Introduction to zookeeper

As the cornerstone of opening a distributed architecture, there must be other options besides   

Some of my own understanding, if there is a mistake, please be sure to correct it!

1. What is it?

A solution for distributed data consistency.

2. What is the use

Data publishing /subscription (configuration center)   , load balancing ( dubbo uses the zookeeper mechanism to achieve load balancing) , naming service,

Master election (kafka, hadoop, hbase), distributed queue, distributed lock.

Introduction to zookeeper

1. CAP theory and BASE theory

References: http://www.jdon.com/bigdata/how-to-understand-cap.html 

 CAP theory of distributed systems: The theory first summarizes three characteristics of distributed systems as follows:
● Consistency (C): Whether all data backups in distributed systems have the same value at the same time. (equivalent to all nodes accessing the same latest copy of data)
● Availability (A): After some nodes in the cluster fail, the cluster as a whole can still respond to the client's read and write requests. (High availability for data updates)
● Partition fault tolerance (P): In practical terms, partition is equivalent to the time limit for communication.
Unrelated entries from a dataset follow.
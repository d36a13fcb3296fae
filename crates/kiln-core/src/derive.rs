//! The Derive resolver.
//!
//! An option slot is either explicit or left to be derived from a context:
//! the source tensor of a `*_like` call, or the classified literals of a
//! fill or range. For the element type the choice is made at the type level
//! so the result handle's parameter is known statically; layout and device
//! are runtime [`Slot`]s.

use std::marker::PhantomData;

use kiln_native::{Device, Layout, MemoryFormat};

use crate::{DType, Element, Tensor};

/// A runtime option slot.
#[derive(Debug, Clone, Copy, PartialEq, Eq, Hash, Default)]
pub enum Slot<T> {
    /// Take the value from the resolution context.
    #[default]
    Derive,
    Explicit(T),
}

impl<T> Slot<T> {
    /// The explicit value, or `source` when derived.
    pub fn resolve(self, source: T) -> T {
        match self {
            Slot::Derive => source,
            Slot::Explicit(value) => value,
        }
    }

    pub fn is_derive(&self) -> bool {
        matches!(self, Slot::Derive)
    }
}

impl<T> From<T> for Slot<T> {
    fn from(value: T) -> Self {
        Slot::Explicit(value)
    }
}

/// Type-level dtype slot: [`Derive`] or [`Fixed<D>`].
pub trait DTypeSlot {
    /// Element of the result when the context element is `C`.
    type Output<C: Element>: Element;

    /// Runtime counterpart of [`DTypeSlot::Output`].
    fn resolve(context: DType) -> DType;
}

/// Dtype slot that takes the context's element type.
#[derive(Debug, Clone, Copy, Default)]
pub struct Derive;

/// Dtype slot pinned to `D`.
pub struct Fixed<D>(PhantomData<D>);

impl DTypeSlot for Derive {
    type Output<C: Element> = C;

    fn resolve(context: DType) -> DType {
        context
    }
}

impl<D: Element> DTypeSlot for Fixed<D> {
    type Output<C: Element> = D;

    fn resolve(_context: DType) -> DType {
        D::DTYPE
    }
}

/// What derived slots resolve against.
#[derive(Debug, Clone, Copy, PartialEq, Eq)]
pub struct Context {
    pub dtype: DType,
    pub layout: Layout,
    pub device: Device,
    pub memory_format: MemoryFormat,
}

impl Context {
    /// Context of a shape-based constructor producing `dtype` by default.
    pub fn defaults(dtype: DType) -> Self {
        Self {
            dtype,
            layout: Layout::default(),
            device: Device::default(),
            memory_format: MemoryFormat::Contiguous,
        }
    }

    /// Context of a `*_like` constructor.
    pub fn of<S: Element>(source: &Tensor<S>) -> Self {
        Self {
            dtype: source.dtype(),
            layout: source.layout(),
            device: source.device(),
            memory_format: source.memory_format(),
        }
    }
}
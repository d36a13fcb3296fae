//! # kiln-native
//!
//! Reference native tensor runtime for the kiln tensor layer.
//!
//! Everything the typed layer in `kiln-core` treats as "the engine" lives here:
//! - Element kinds and the host scalar types that back them
//! - Devices, layouts and memory formats
//! - Native tensor options and the owned native resource ([`RawTensor`])
//! - Shape-based constructors, joins and conversions on a [`Runtime`] handle
//! - Process-wide seeding and kernel thread configuration
//! - The thread-local grad mode and its scoped guard
//! - A per-runtime live-allocation counter

pub mod config;
pub mod device;
pub mod element;
pub mod error;
pub mod grad;
pub mod kind;
pub mod options;
pub mod raw;
pub mod runtime;
pub mod scalar;
pub mod shape;
pub mod storage;

mod join;

pub use config::RuntimeConfig;
pub use device::{Device, Layout, MemoryFormat};
pub use element::{NativeElement, Value};
pub use error::NativeError;
pub use grad::{is_grad_enabled, GradModeGuard, NoGradGuard};
pub use kind::Kind;
pub use options::NativeOptions;
pub use raw::RawTensor;
pub use runtime::Runtime;
pub use scalar::Scalar;
pub use shape::Shape;

pub type NativeResult<T> = std::result::Result<T, NativeError>;
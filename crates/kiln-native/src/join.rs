//! Native joins: cat and stack.

use crate::storage::Buffer;
use crate::{MemoryFormat, NativeError, NativeOptions, NativeResult, RawTensor, Runtime, Shape};

impl Runtime {
    /// Concatenate along an existing axis. Off-axis dimensions must agree.
    pub fn cat(&self, tensors: &[&RawTensor], dim: isize) -> NativeResult<RawTensor> {
        let first = check_common("cat", tensors)?;
        let ndim = first.shape().ndim();
        if ndim == 0 {
            return Err(NativeError::InvalidArgument(
                "cat: zero-dimensional tensor cannot be concatenated".into(),
            ));
        }
        let axis = Shape::normalize_axis(dim, ndim).ok_or_else(|| {
            NativeError::InvalidArgument(format!("cat: dim {dim} out of range for {ndim}-D tensors"))
        })?;

        let dims = first.shape().dims();
        for t in &tensors[1..] {
            let other = t.shape().dims();
            let compatible = other.len() == ndim
                && (0..ndim).all(|d| d == axis || other[d] == dims[d]);
            if !compatible {
                return Err(NativeError::ShapeMismatch {
                    op: "cat",
                    expected: dims.to_vec(),
                    got: other.to_vec(),
                });
            }
        }

        let sizes: Vec<usize> = tensors.iter().map(|t| t.shape().dims()[axis]).collect();
        let mut out_dims = dims.to_vec();
        out_dims[axis] = sizes.iter().sum();
        let outer: usize = dims[..axis].iter().product();
        let inner: usize = dims[axis + 1..].iter().product();
        self.join("cat", tensors, outer, &sizes, inner, Shape::from(out_dims))
    }

    /// Join along a new axis inserted at `dim`. All shapes must agree.
    pub fn stack(&self, tensors: &[&RawTensor], dim: isize) -> NativeResult<RawTensor> {
        let first = check_common("stack", tensors)?;
        let shape = first.shape();
        let axis = Shape::normalize_axis(dim, shape.ndim() + 1).ok_or_else(|| {
            NativeError::InvalidArgument(format!(
                "stack: dim {dim} out of range for {}-D tensors",
                shape.ndim()
            ))
        })?;
        for t in &tensors[1..] {
            if t.shape() != shape {
                return Err(NativeError::ShapeMismatch {
                    op: "stack",
                    expected: shape.dims().to_vec(),
                    got: t.shape().dims().to_vec(),
                });
            }
        }

        let sizes = vec![1; tensors.len()];
        let outer: usize = shape.dims()[..axis].iter().product();
        let inner: usize = shape.dims()[axis..].iter().product();
        let out_shape = shape.with_axis(axis, tensors.len());
        self.join("stack", tensors, outer, &sizes, inner, out_shape)
    }

    fn join(
        &self,
        op: &'static str,
        tensors: &[&RawTensor],
        outer: usize,
        sizes: &[usize],
        inner: usize,
        out_shape: Shape,
    ) -> NativeResult<RawTensor> {
        let first = tensors[0];
        let buffers: Vec<&Buffer> = tensors.iter().map(|t| t.buffer()).collect();
        let buffer = Buffer::concat(&buffers, outer, sizes, inner).ok_or_else(|| {
            NativeError::InvalidArgument(format!("{op}: inputs do not share one dtype"))
        })?;
        let options = NativeOptions {
            kind: first.kind(),
            layout: first.layout(),
            device: first.device(),
            requires_grad: tensors.iter().any(|t| t.requires_grad()),
            pinned_memory: false,
            memory_format: MemoryFormat::Contiguous,
        };
        Ok(self.finish(op, buffer, out_shape, &options))
    }
}

/// Non-empty input whose members share dtype and device.
fn check_common<'a>(op: &'static str, tensors: &[&'a RawTensor]) -> NativeResult<&'a RawTensor> {
    let first = *tensors.first().ok_or_else(|| {
        NativeError::InvalidArgument(format!("{op}: expected a non-empty list of tensors"))
    })?;
    for t in &tensors[1..] {
        if t.kind() != first.kind() {
            return Err(NativeError::DTypeMismatch {
                op,
                expected: first.kind(),
                got: t.kind(),
            });
        }
        if t.device() != first.device() {
            return Err(NativeError::DeviceMismatch {
                op,
                expected: first.device(),
                got: t.device(),
            });
        }
    }
    Ok(first)
}
//! The closed set of element types and their host-type witnesses.

use std::fmt;

use half::{bf16, f16};
use kiln_native::{Kind, NativeElement};
use num_complex::Complex;
use serde::{Deserialize, Serialize};

/// Element type of a tensor.
#[derive(Debug, Clone, Copy, PartialEq, Eq, Hash, Serialize, Deserialize)]
#[serde(rename_all = "lowercase")]
pub enum DType {
    Bool,
    UInt8,
    Int8,
    Int16,
    Int32,
    Int64,
    Float16,
    BFloat16,
    Float32,
    Float64,
    Complex64,
    Complex128,
}

impl DType {
    /// Dtype of floating literals and of float-producing constructors.
    pub const DEFAULT_FLOAT: DType = DType::Float32;
    /// Dtype of integral literals.
    pub const DEFAULT_INT: DType = DType::Int64;

    pub const ALL: [DType; 12] = [
        DType::Bool,
        DType::UInt8,
        DType::Int8,
        DType::Int16,
        DType::Int32,
        DType::Int64,
        DType::Float16,
        DType::BFloat16,
        DType::Float32,
        DType::Float64,
        DType::Complex64,
        DType::Complex128,
    ];

    pub fn element_size(&self) -> usize {
        self.kind().element_size()
    }

    /// Real floating point: the four IEEE-style float widths.
    pub fn is_floating_point(&self) -> bool {
        matches!(
            self,
            DType::Float16 | DType::BFloat16 | DType::Float32 | DType::Float64
        )
    }

    pub fn is_complex(&self) -> bool {
        matches!(self, DType::Complex64 | DType::Complex128)
    }

    /// Signed or unsigned integer. `Bool` is not integral.
    pub fn is_integral(&self) -> bool {
        matches!(
            self,
            DType::UInt8 | DType::Int8 | DType::Int16 | DType::Int32 | DType::Int64
        )
    }

    /// Numeric and totally ordered: integral or real floating point.
    pub fn is_real(&self) -> bool {
        self.is_integral() || self.is_floating_point()
    }

    /// Native tag for this dtype.
    pub const fn kind(self) -> Kind {
        match self {
            DType::Bool => Kind::Bool,
            DType::UInt8 => Kind::Uint8,
            DType::Int8 => Kind::Int8,
            DType::Int16 => Kind::Int16,
            DType::Int32 => Kind::Int32,
            DType::Int64 => Kind::Int64,
            DType::Float16 => Kind::Half,
            DType::BFloat16 => Kind::BFloat16,
            DType::Float32 => Kind::Float,
            DType::Float64 => Kind::Double,
            DType::Complex64 => Kind::ComplexFloat,
            DType::Complex128 => Kind::ComplexDouble,
        }
    }

    pub const fn from_kind(kind: Kind) -> DType {
        match kind {
            Kind::Bool => DType::Bool,
            Kind::Uint8 => DType::UInt8,
            Kind::Int8 => DType::Int8,
            Kind::Int16 => DType::Int16,
            Kind::Int32 => DType::Int32,
            Kind::Int64 => DType::Int64,
            Kind::Half => DType::Float16,
            Kind::BFloat16 => DType::BFloat16,
            Kind::Float => DType::Float32,
            Kind::Double => DType::Float64,
            Kind::ComplexFloat => DType::Complex64,
            Kind::ComplexDouble => DType::Complex128,
        }
    }
}

impl From<Kind> for DType {
    fn from(kind: Kind) -> Self {
        DType::from_kind(kind)
    }
}

impl From<DType> for Kind {
    fn from(dtype: DType) -> Self {
        dtype.kind()
    }
}

impl fmt::Display for DType {
    fn fmt(&self, f: &mut fmt::Formatter<'_>) -> fmt::Result {
        fmt::Display::fmt(&self.kind(), f)
    }
}

mod sealed {
    pub trait Sealed {}
}

/// Host type standing for one [`DType`] at the type level.
///
/// Sealed: the twelve implementors are exactly the members of [`DType::ALL`].
pub trait Element: NativeElement + sealed::Sealed {
    const DTYPE: DType;
}

/// Floating point and complex elements, the only ones that can track
/// gradients or hold random samples.
pub trait FloatElement: Element {}

/// Integral and real floating point elements: what ranges and permutations
/// may produce.
pub trait RealElement: Element {}

macro_rules! impl_element {
    ($($t:ty => $dtype:ident $(: $($marker:ident),+)?;)*) => {
        $(
            impl sealed::Sealed for $t {}

            impl Element for $t {
                const DTYPE: DType = DType::$dtype;
            }

            $($(impl $marker for $t {})+)?
        )*
    };
}

impl_element! {
    bool => Bool;
    u8 => UInt8: RealElement;
    i8 => Int8: RealElement;
    i16 => Int16: RealElement;
    i32 => Int32: RealElement;
    i64 => Int64: RealElement;
    f16 => Float16: RealElement, FloatElement;
    bf16 => BFloat16: RealElement, FloatElement;
    f32 => Float32: RealElement, FloatElement;
    f64 => Float64: RealElement, FloatElement;
    Complex<f32> => Complex64: FloatElement;
    Complex<f64> => Complex128: FloatElement;
}
use chrono::NaiveDate;
use serde::{Deserialize, Serialize};

use crate::time::YearMonth;

#[derive(Serialize, Deserialize, Debug, Clone, PartialEq, Eq, Default)]
pub enum UserFilter {
    #[default]
    All,
    User(String),
}

impl UserFilter {
    pub fn matches(&self, user: &str) -> bool {
        match self {
            UserFilter::All => true,
            UserFilter::User(name) => name == user,
        }
    }
}

/// Report filter state. Month and date range exclude each other: the setters
/// clear the other half. The engine still tolerates both being set.
#[derive(Serialize, Deserialize, Debug, Clone, PartialEq, Default)]
pub struct ReportFilter {
    pub user: UserFilter,
    pub month: Option<YearMonth>,
    pub start_date: Option<NaiveDate>,
    pub end_date: Option<NaiveDate>,
}

impl ReportFilter {
    pub fn new() -> Self {
        Self::default()
    }

    pub fn with_user(mut self, user: UserFilter) -> Self {
        self.user = user;
        self
    }

    pub fn with_month(mut self, month: YearMonth) -> Self {
        self.set_month(Some(month));
        self
    }

    pub fn with_range(mut self, start: NaiveDate, end: NaiveDate) -> Self {
        self.set_start_date(Some(start));
        self.set_end_date(Some(end));
        self
    }

    pub fn set_month(&mut self, month: Option<YearMonth>) {
        self.month = month;
        if month.is_some() {
            self.start_date = None;
            self.end_date = None;
        }
    }

    pub fn set_start_date(&mut self, date: Option<NaiveDate>) {
        self.start_date = date;
        if date.is_some() {
            self.month = None;
        }
    }

    pub fn set_end_date(&mut self, date: Option<NaiveDate>) {
        self.end_date = date;
        if date.is_some() {
            self.month = None;
        }
    }

    /// Both ends present.
    pub fn date_range(&self) -> Option<(NaiveDate, NaiveDate)> {
        match (self.start_date, self.end_date) {
            (Some(start), Some(end)) => Some((start, end)),
            _ => None,
        }
    }

    /// No user, month or date set at all.
    pub fn is_default(&self) -> bool {
        self.user == UserFilter::All
            && self.month.is_none()
            && self.start_date.is_none()
            && self.end_date.is_none()
    }

    pub fn clear(&mut self) {
        *self = Self::default();
    }
}
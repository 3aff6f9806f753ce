use std::fs;
use std::path::{Path, PathBuf};

use anyhow::{anyhow, bail, Context, Result};
use chrono::NaiveDate;
use log::{debug, info};
use serde::Deserialize;

use crate::admin::DEFAULT_ADMIN_SECRET;
use crate::model::entry::NewEntry;
use crate::model::registry::UserRegistry;
use crate::time::{YearMonth, DEFAULT_FIRST_MONTH};

const CONFIG_DIR_NAME: &str = ".evmeter";
const CONFIG_FILE_NAME: &str = "config.json";

const DEMO_SESSIONS: [(&str, &str, f64); 6] = [
    ("Gal", "2025-06-25", 2.5),
    ("Guy", "2025-06-24", 1.5),
    ("Other", "2025-06-23", 3.0),
    ("Gal", "2025-06-20", 2.0),
    ("Guy", "2025-05-28", 1.8),
    ("Other", "2025-05-25", 2.2),
];

#[derive(Deserialize, Debug, Clone, PartialEq)]
#[serde(default)]
pub struct Config {
    pub users: Vec<String>,
    pub admin_secret: String,
    pub first_month: YearMonth,
    pub last_year: i32,
    pub seed_demo_data: bool,
    pub return_delay_ms: u64,
    pub export_dir: Option<PathBuf>,
}

impl Default for Config {
    fn default() -> Self {
        Self {
            users: vec!["Gal".to_string(), "Guy".to_string(), "Other".to_string()],
            admin_secret: DEFAULT_ADMIN_SECRET.to_string(),
            first_month: DEFAULT_FIRST_MONTH,
            last_year: 2030,
            seed_demo_data: true,
            return_delay_ms: 2500,
            export_dir: None,
        }
    }
}

impl Config {
    /// `~/.evmeter`, also where the interactive session writes its log file.
    pub fn data_dir() -> Result<PathBuf> {
        let home_dir = dirs::home_dir().ok_or_else(|| anyhow!("Could not determine home directory"))?;
        Ok(home_dir.join(CONFIG_DIR_NAME))
    }

    pub fn default_path() -> Result<PathBuf> {
        Ok(Self::data_dir()?.join(CONFIG_FILE_NAME))
    }

    /// Reads `path`, or the default location. A missing file means defaults.
    pub fn load(path: Option<&Path>) -> Result<Self> {
        let path = match path {
            Some(p) => p.to_path_buf(),
            None => Self::default_path()?,
        };
        if !path.exists() {
            debug!("no config at {}, using defaults", path.display());
            return Ok(Self::default());
        }
        let content = fs::read_to_string(&path)
            .with_context(|| format!("Failed to read config {}", path.display()))?;
        let config = Self::from_json(&content)
            .with_context(|| format!("Invalid config {}", path.display()))?;
        info!("loaded config from {}", path.display());
        Ok(config)
    }

    pub fn from_json(content: &str) -> Result<Self> {
        let config: Config = serde_json::from_str(content)?;
        config.validate()?;
        Ok(config)
    }

    pub fn validate(&self) -> Result<()> {
        self.registry()?;
        if self.first_month.year() > self.last_year {
            bail!(
                "first_month {} is after the last selectable year {}",
                self.first_month,
                self.last_year
            );
        }
        Ok(())
    }

    pub fn registry(&self) -> Result<UserRegistry> {
        UserRegistry::new(self.users.iter().cloned()).context("Invalid user list in config")
    }

    /// Demo sessions, limited to configured users.
    pub fn seed_entries(&self) -> Result<Vec<NewEntry>> {
        if !self.seed_demo_data {
            return Ok(Vec::new());
        }
        let mut seed = Vec::new();
        for (user, date, hours) in DEMO_SESSIONS {
            if self.users.iter().any(|u| u == user) {
                let date = NaiveDate::parse_from_str(date, "%Y-%m-%d")?;
                seed.push(NewEntry::new(user, date, hours));
            }
        }
        Ok(seed)
    }

    pub fn export_dir(&self) -> PathBuf {
        self.export_dir.clone().unwrap_or_else(|| PathBuf::from("."))
    }
}

#[cfg(test)]
mod tests {
    use super::*;

    #[test]
    fn test_defaults() {
        let config = Config::default();
        assert!(config.validate().is_ok());
        assert_eq!(config.admin_secret, "DBreset18");
        assert_eq!(config.first_month.to_string(), "2025-06");
        assert_eq!(config.seed_entries().unwrap().len(), 6);
    }

    #[test]
    fn test_partial_json_keeps_defaults() {
        let config = Config::from_json(r#"{ "users": ["Dana", "Gal"], "first_month": "2026-01" }"#).unwrap();
        assert_eq!(config.users, vec!["Dana", "Gal"]);
        assert_eq!(config.first_month.to_string(), "2026-01");
        assert_eq!(config.last_year, 2030);
        // only Gal's demo sessions survive
        assert_eq!(config.seed_entries().unwrap().len(), 2);
    }

    #[test]
    fn test_invalid_configs() {
        assert!(Config::from_json(r#"{ "users": [] }"#).is_err());
        assert!(Config::from_json(r#"{ "users": ["A", "A"] }"#).is_err());
        assert!(Config::from_json(r#"{ "first_month": "2031-01" }"#).is_err());
        assert!(Config::from_json(r#"{ "first_month": "June" }"#).is_err());
        assert!(Config::from_json("not json").is_err());
    }

    #[test]
    fn test_missing_file_is_default() {
        let path = std::env::temp_dir().join("evmeter-config-that-does-not-exist.json");
        assert_eq!(Config::load(Some(&path)).unwrap(), Config::default());
    }

    #[test]
    fn test_seed_disabled() {
        let config = Config::from_json(r#"{ "seed_demo_data": false }"#).unwrap();
        assert!(config.seed_entries().unwrap().is_empty());
    }
}
use crate::model::filter::ReportFilter;
use crate::model::sort::{SortColumn, SortDirection, SortSpec};
use crate::model::entry::ChargingLogEntry;
use crate::repository::LogRepository;
use crate::service::aggregate::aggregate;
use crate::service::dto::{ReportPeriod, ReportView, UsageSummary};
use crate::service::export::export_csv;
use crate::service::filter::filter_entries;
use crate::service::logbook_service::LogbookService;
use crate::service::sort::sort_entries;
use crate::time::YearMonth;
use chrono::NaiveDate;
use anyhow::Result;

const FILE_PREFIX: &str = "ev-charging-report";

/// Report derivation on a snapshot. Never mutates the logbook.
pub struct ReportUseCase<'a, R: LogRepository> {
    logbook: &'a LogbookService<R>,
}

impl<'a, R: LogRepository> ReportUseCase<'a, R> {
    pub fn new(logbook: &'a LogbookService<R>) -> Self {
        Self { logbook }
    }

    pub fn report(&self, filter: &ReportFilter, sort: &SortSpec, today: NaiveDate) -> Result<ReportView> {
        let entries = self.logbook.entries()?;
        Ok(build_report(&entries, self.logbook.users(), filter, sort, today))
    }

    /// Home-screen totals: the calendar month containing `today`.
    pub fn monthly_summary(&self, today: NaiveDate) -> Result<UsageSummary> {
        let entries = self.logbook.entries()?;
        Ok(month_summary(&entries, self.logbook.users(), YearMonth::of(today)))
    }
}

pub fn month_summary(entries: &[ChargingLogEntry], users: &[String], month: YearMonth) -> UsageSummary {
    let filter = ReportFilter::new().with_month(month);
    aggregate(&filter_entries(entries, &filter), users)
}

/// Filter, order, aggregate.
///
/// A filter in its default state means "this month". Rows come out newest
/// first, then re-ordered by `sort` if a column is active.
pub fn build_report(
    entries: &[ChargingLogEntry],
    users: &[String],
    filter: &ReportFilter,
    sort: &SortSpec,
    today: NaiveDate,
) -> ReportView {
    let (period, effective) = if filter.is_default() {
        let month = YearMonth::of(today);
        (ReportPeriod::CurrentMonth(month), ReportFilter::new().with_month(month))
    } else {
        let period = match filter.month {
            Some(month) => ReportPeriod::Month(month),
            None => ReportPeriod::Custom,
        };
        (period, filter.clone())
    };

    let selected = filter_entries(entries, &effective);
    let newest_first = sort_entries(&selected, &SortSpec::by(SortColumn::Date, SortDirection::Descending));
    let rows = sort_entries(&newest_first, sort);
    let summary = aggregate(&rows, users);

    ReportView {
        period,
        entries: rows,
        summary,
    }
}

impl ReportPeriod {
    pub fn title(&self) -> String {
        match self {
            ReportPeriod::CurrentMonth(month) => format!("Current Month Report ({})", month.label()),
            ReportPeriod::Month(month) => format!("{} Report", month.label()),
            ReportPeriod::Custom => "Filtered Historical Data".to_string(),
        }
    }
}

impl ReportView {
    pub fn filename(&self, today: NaiveDate) -> String {
        match self.period {
            ReportPeriod::CurrentMonth(month) | ReportPeriod::Month(month) => {
                format!("{}-{}-{}.csv", FILE_PREFIX, month.month_name(), month.year())
            }
            ReportPeriod::Custom => format!("{}-{}.csv", FILE_PREFIX, today.format("%Y-%m-%d")),
        }
    }

    pub fn csv(&self) -> String {
        export_csv(&self.entries)
    }
}

#[cfg(test)]
mod tests {
    use super::*;
    use crate::model::entry::NewEntry;
    use crate::model::filter::UserFilter;
    use crate::model::registry::UserRegistry;
    use crate::repository::InMemoryLogRepository;

    fn day(s: &str) -> NaiveDate {
        NaiveDate::parse_from_str(s, "%Y-%m-%d").unwrap()
    }

    fn logbook() -> LogbookService<InMemoryLogRepository> {
        let repo = InMemoryLogRepository::with_entries(vec![
            NewEntry::new("Gal", day("2025-06-25"), 2.5),
            NewEntry::new("Guy", day("2025-06-24"), 1.5),
            NewEntry::new("Other", day("2025-06-23"), 3.0),
            NewEntry::new("Guy", day("2025-05-28"), 1.8),
            NewEntry::new("Other", day("2025-05-25"), 2.2),
        ])
        .unwrap();
        LogbookService::new(repo, UserRegistry::new(["Gal", "Guy", "Other"]).unwrap())
    }

    fn users_of(view: &ReportView) -> Vec<&str> {
        view.entries.iter().map(|e| e.user.as_str()).collect()
    }

    #[test]
    fn test_default_filter_is_current_month() {
        let logbook = logbook();
        let today = day("2025-06-26");
        let view = ReportUseCase::new(&logbook)
            .report(&ReportFilter::new(), &SortSpec::default(), today)
            .unwrap();

        assert_eq!(view.period, ReportPeriod::CurrentMonth(YearMonth::of(today)));
        assert_eq!(users_of(&view), vec!["Gal", "Guy", "Other"]);
        assert!((view.summary.grand_total - 7.0).abs() < 1e-9);
        assert_eq!(view.filename(today), "ev-charging-report-June-2025.csv");
    }

    #[test]
    fn test_default_sort_then_column_sort() {
        let logbook = logbook();
        let today = day("2025-06-26");
        let filter = ReportFilter::new().with_month(YearMonth::new(2025, 6).unwrap());
        let sort = SortSpec::by(SortColumn::Date, SortDirection::Ascending);
        let view = ReportUseCase::new(&logbook).report(&filter, &sort, today).unwrap();

        assert_eq!(
            view.csv(),
            "\"Username\",\"Date\",\"Duration (hours)\"\n\
             \"Other\",\"2025-06-23\",\"3\"\n\
             \"Guy\",\"2025-06-24\",\"1.5\"\n\
             \"Gal\",\"2025-06-25\",\"2.5\""
        );
    }

    #[test]
    fn test_selected_month_filename() {
        let logbook = logbook();
        let filter = ReportFilter::new().with_month(YearMonth::new(2025, 5).unwrap());
        let view = ReportUseCase::new(&logbook)
            .report(&filter, &SortSpec::default(), day("2026-10-19"))
            .unwrap();
        assert_eq!(view.period, ReportPeriod::Month(YearMonth::new(2025, 5).unwrap()));
        assert_eq!(users_of(&view), vec!["Guy", "Other"]);
        assert_eq!(view.filename(day("2026-10-19")), "ev-charging-report-May-2025.csv");
    }

    #[test]
    fn test_user_only_filter_spans_all_time() {
        let logbook = logbook();
        let filter = ReportFilter::new().with_user(UserFilter::User("Guy".into()));
        let today = day("2025-06-26");
        let view = ReportUseCase::new(&logbook).report(&filter, &SortSpec::default(), today).unwrap();

        assert_eq!(view.period, ReportPeriod::Custom);
        assert_eq!(view.entries.len(), 2);
        assert_eq!(view.entries[0].date, day("2025-06-24"));
        assert_eq!(view.filename(today), "ev-charging-report-2025-06-26.csv");
        let guy = view.summary.user("Guy").unwrap();
        assert_eq!(guy.percentage, 100.0);
        assert_eq!(view.summary.user("Gal").unwrap().session_count, 0);
    }

    #[test]
    fn test_monthly_summary_after_append() {
        let mut logbook = logbook();
        let today = day("2025-06-26");
        logbook.log_session(NewEntry::new("Gal", today, 1.0), today).unwrap();

        let summary = ReportUseCase::new(&logbook).monthly_summary(today).unwrap();
        let gal = summary.user("Gal").unwrap();
        assert!((gal.total_hours - 3.5).abs() < 1e-9);
        assert_eq!(gal.session_count, 2);
    }

    #[test]
    fn test_removed_user_history_still_counts_in_total() {
        let mut logbook = logbook();
        logbook.remove_user("Other").unwrap();
        let summary = ReportUseCase::new(&logbook).monthly_summary(day("2025-06-26")).unwrap();
        assert_eq!(summary.per_user.len(), 2);
        assert!((summary.grand_total - 7.0).abs() < 1e-9);
    }
}
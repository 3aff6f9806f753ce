use serde::{Deserialize, Serialize};

#[derive(Serialize, Deserialize, Debug, Clone, Copy, PartialEq, Eq)]
pub enum SortColumn {
    User,
    Date,
    Duration,
}

#[derive(Serialize, Deserialize, Debug, Clone, Copy, PartialEq, Eq, Default)]
pub enum SortDirection {
    #[default]
    Ascending,
    Descending,
}

impl SortDirection {
    pub fn flipped(self) -> Self {
        match self {
            SortDirection::Ascending => SortDirection::Descending,
            SortDirection::Descending => SortDirection::Ascending,
        }
    }
}

#[derive(Serialize, Deserialize, Debug, Clone, Copy, PartialEq, Eq, Default)]
pub struct SortSpec {
    pub column: Option<SortColumn>,
    pub direction: SortDirection,
}

impl SortSpec {
    pub fn by(column: SortColumn, direction: SortDirection) -> Self {
        Self {
            column: Some(column),
            direction,
        }
    }

    /// Column-header click: same column flips, another column starts ascending.
    pub fn toggle(&mut self, column: SortColumn) {
        if self.column == Some(column) {
            self.direction = self.direction.flipped();
        } else {
            self.column = Some(column);
            self.direction = SortDirection::Ascending;
        }
    }
}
If the system cannot achieve data consistency within the time limit, it means that a partition has occurred, and a choice must be made between C and A for the current operation.
Understanding of CA conflict: C requires backup before returning to ensure data consistency (failure if there is a failure), while A does not consider the situation of data synchronization, which will lead to dirty data in the data
The base theory is to upgrade the cap theory, ba means basically available, s means soft-state, which means that   in a system based on the client-server mode, the server side has a state, that is, you can know the synchronization status of the current node. e means is eventual consistency (eventual synchronization)
2. Zookeeper's data model
Tree structure znode (node), can be monitored, and the name is unique at the same level
Node types are divided into:
 PERSISTENT (persistent node, service disconnection still exists)
PERSISTENT_SEQUENTIAL (for example: persistent sequence/test0000000019 is an ordered persistent node)
EPHEMERAL (temporary node, service disconnection, node disappears)
EPHEMERAL_SEQUENTIAL (temporary ordered node)
3.zookeeper features
3.1 Sequential consistency,

Transaction requests (additions, deletions, and modifications) initiated from the same client will eventually be applied to zookeeper in strict order (queue, fifo)

3,2 atomicity

The application of the processing results of all transaction requests on all machines in the entire cluster is consistent, that is, either all machines in the entire cluster have successfully applied a certain transaction,

or don't apply at all

3.3 Be more reliable

Once the server successfully applies a transaction data and responds to the client, the data must be synchronized and preserved throughout the cluster

3.4 Real-time

Once a transaction is successfully applied, the client can immediately read the latest data status after the transaction has been changed from the server; ( zookeeper only guarantees near real-time within a certain period of time)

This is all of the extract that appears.